> [What the exercise asks] Search term "Clone": work out how many lines of the data below contain it, and answer with that number alone.

Entries taken from a collection:
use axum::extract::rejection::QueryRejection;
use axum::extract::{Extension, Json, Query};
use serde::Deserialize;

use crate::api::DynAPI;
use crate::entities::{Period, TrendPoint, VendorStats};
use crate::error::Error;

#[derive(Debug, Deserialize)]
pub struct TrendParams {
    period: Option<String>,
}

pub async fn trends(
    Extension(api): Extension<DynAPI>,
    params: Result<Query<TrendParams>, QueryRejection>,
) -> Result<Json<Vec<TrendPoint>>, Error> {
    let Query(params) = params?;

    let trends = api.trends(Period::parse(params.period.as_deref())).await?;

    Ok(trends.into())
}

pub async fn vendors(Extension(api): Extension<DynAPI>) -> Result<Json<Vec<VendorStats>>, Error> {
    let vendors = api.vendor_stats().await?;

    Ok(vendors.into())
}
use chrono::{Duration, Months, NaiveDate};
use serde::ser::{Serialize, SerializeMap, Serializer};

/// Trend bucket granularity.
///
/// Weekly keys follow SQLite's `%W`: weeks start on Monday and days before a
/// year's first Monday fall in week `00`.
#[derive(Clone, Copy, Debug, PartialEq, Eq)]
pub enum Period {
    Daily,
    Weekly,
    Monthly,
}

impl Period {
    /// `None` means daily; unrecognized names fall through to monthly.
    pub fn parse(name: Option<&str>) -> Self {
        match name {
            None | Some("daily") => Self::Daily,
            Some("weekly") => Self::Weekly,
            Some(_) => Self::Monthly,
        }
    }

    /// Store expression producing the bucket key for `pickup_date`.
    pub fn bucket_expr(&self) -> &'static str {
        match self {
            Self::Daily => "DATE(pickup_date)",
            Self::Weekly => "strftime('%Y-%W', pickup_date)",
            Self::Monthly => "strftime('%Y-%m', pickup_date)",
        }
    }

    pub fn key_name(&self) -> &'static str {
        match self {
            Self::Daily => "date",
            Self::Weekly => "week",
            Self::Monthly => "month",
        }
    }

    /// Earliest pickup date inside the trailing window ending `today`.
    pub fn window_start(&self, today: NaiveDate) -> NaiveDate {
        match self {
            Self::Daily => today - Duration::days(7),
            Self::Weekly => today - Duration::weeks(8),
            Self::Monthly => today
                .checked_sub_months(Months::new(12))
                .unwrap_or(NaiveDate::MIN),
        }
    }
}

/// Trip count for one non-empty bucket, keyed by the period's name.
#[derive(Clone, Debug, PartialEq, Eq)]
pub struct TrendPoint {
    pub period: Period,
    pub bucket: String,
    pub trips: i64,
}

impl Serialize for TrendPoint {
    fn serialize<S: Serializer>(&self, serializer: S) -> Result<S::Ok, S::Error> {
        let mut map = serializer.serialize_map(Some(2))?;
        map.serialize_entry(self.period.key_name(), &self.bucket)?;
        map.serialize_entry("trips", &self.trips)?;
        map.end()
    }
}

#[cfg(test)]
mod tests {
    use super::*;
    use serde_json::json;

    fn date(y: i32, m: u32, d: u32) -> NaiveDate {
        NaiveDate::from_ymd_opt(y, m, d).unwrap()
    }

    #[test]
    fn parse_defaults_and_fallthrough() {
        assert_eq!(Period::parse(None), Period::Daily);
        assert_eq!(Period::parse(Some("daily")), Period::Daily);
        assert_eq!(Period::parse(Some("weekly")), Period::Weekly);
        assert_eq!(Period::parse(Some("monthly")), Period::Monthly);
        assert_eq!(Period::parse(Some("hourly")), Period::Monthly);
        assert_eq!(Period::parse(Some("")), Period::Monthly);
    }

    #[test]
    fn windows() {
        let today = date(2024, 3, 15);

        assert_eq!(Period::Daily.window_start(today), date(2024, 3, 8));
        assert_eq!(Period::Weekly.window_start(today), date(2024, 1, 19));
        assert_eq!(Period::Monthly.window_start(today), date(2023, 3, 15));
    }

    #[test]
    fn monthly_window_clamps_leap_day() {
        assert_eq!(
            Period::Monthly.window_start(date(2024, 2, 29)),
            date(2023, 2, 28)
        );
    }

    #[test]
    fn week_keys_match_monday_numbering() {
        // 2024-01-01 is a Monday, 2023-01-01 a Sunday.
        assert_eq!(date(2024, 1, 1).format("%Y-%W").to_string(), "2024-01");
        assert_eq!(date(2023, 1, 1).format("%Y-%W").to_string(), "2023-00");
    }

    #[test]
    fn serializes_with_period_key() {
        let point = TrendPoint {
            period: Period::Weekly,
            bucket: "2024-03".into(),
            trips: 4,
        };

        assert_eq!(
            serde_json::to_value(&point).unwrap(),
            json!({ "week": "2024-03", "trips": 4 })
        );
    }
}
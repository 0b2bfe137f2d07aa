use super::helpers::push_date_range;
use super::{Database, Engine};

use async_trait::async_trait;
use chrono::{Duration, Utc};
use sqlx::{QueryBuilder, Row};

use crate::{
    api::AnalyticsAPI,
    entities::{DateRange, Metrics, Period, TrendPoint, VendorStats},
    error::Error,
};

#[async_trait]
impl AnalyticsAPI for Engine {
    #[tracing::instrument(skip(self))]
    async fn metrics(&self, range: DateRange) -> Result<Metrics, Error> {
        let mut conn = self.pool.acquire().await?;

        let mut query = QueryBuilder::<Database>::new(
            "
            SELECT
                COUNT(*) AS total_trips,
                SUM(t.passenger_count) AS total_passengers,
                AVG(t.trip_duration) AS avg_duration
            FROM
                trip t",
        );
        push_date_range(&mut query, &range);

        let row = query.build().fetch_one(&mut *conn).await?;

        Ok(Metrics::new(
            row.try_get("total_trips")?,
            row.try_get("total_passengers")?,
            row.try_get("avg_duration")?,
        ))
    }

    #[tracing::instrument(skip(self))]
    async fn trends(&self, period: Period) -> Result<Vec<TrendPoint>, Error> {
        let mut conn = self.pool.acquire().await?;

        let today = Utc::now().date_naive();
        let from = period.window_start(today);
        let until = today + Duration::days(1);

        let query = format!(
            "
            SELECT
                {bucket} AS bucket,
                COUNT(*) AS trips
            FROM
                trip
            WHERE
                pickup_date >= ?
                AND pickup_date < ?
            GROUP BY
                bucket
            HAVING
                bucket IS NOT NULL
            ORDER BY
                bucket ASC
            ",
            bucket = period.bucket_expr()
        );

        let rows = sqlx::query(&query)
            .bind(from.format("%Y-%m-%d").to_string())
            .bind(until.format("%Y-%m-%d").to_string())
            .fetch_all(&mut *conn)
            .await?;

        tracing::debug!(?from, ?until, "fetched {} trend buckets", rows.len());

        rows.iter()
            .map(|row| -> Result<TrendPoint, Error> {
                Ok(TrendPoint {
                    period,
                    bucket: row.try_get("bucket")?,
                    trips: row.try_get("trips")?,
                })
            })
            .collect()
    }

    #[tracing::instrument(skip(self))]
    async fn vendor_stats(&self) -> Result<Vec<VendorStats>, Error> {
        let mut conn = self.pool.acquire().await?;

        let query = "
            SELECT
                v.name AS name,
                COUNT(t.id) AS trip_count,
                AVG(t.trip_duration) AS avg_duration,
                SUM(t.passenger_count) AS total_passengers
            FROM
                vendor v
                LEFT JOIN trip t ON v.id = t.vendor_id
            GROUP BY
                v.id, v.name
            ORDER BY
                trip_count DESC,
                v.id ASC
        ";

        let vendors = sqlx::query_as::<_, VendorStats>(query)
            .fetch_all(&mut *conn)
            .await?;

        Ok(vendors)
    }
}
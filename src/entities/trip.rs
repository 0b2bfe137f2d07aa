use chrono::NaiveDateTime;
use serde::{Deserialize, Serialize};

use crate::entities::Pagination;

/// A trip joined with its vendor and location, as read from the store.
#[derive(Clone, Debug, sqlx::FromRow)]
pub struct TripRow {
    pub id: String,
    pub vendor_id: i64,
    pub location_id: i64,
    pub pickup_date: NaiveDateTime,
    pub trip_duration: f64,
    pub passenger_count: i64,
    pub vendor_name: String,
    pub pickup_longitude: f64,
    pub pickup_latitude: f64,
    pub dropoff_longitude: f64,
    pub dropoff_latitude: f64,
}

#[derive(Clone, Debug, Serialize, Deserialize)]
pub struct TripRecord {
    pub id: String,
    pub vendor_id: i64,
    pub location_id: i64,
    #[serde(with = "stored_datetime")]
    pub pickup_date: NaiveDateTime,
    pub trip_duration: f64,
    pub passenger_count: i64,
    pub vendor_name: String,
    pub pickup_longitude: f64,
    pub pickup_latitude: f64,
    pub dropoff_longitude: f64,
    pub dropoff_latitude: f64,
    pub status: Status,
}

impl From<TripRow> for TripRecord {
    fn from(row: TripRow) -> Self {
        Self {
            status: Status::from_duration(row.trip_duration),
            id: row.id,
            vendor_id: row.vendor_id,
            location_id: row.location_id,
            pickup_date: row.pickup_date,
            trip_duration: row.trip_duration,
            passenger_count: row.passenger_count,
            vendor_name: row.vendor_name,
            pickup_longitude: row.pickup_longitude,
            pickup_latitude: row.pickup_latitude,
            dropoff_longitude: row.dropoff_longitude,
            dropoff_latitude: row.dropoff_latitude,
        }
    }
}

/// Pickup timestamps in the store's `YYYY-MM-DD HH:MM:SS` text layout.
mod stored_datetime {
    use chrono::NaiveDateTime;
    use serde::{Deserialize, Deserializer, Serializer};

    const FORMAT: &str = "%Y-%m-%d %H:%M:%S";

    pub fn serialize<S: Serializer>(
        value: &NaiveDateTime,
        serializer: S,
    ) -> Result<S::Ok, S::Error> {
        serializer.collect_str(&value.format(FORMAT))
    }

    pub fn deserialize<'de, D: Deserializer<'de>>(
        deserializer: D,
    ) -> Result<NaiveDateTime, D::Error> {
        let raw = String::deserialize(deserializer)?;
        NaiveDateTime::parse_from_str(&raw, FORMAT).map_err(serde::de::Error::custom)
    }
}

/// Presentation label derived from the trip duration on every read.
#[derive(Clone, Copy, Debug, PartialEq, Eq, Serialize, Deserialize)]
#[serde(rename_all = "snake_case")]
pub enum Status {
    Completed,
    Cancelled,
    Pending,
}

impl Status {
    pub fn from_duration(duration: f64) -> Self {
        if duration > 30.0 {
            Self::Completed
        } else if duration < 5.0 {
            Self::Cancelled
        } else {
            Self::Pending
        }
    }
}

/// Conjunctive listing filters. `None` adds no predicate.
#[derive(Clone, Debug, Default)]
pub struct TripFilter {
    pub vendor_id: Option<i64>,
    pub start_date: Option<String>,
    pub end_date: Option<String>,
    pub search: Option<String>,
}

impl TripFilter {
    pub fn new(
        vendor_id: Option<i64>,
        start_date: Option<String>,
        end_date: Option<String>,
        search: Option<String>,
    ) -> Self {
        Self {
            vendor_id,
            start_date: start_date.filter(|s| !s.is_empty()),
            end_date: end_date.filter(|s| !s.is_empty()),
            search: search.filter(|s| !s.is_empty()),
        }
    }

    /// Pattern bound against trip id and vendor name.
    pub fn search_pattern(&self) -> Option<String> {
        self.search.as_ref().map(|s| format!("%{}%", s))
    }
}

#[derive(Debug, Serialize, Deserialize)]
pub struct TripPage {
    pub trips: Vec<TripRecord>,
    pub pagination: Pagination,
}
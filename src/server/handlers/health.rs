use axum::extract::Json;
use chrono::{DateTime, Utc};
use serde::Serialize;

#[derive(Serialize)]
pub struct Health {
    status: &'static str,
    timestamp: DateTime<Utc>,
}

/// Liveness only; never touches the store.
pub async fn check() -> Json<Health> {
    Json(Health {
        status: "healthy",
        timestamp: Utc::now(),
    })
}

> [Exercise solution] 6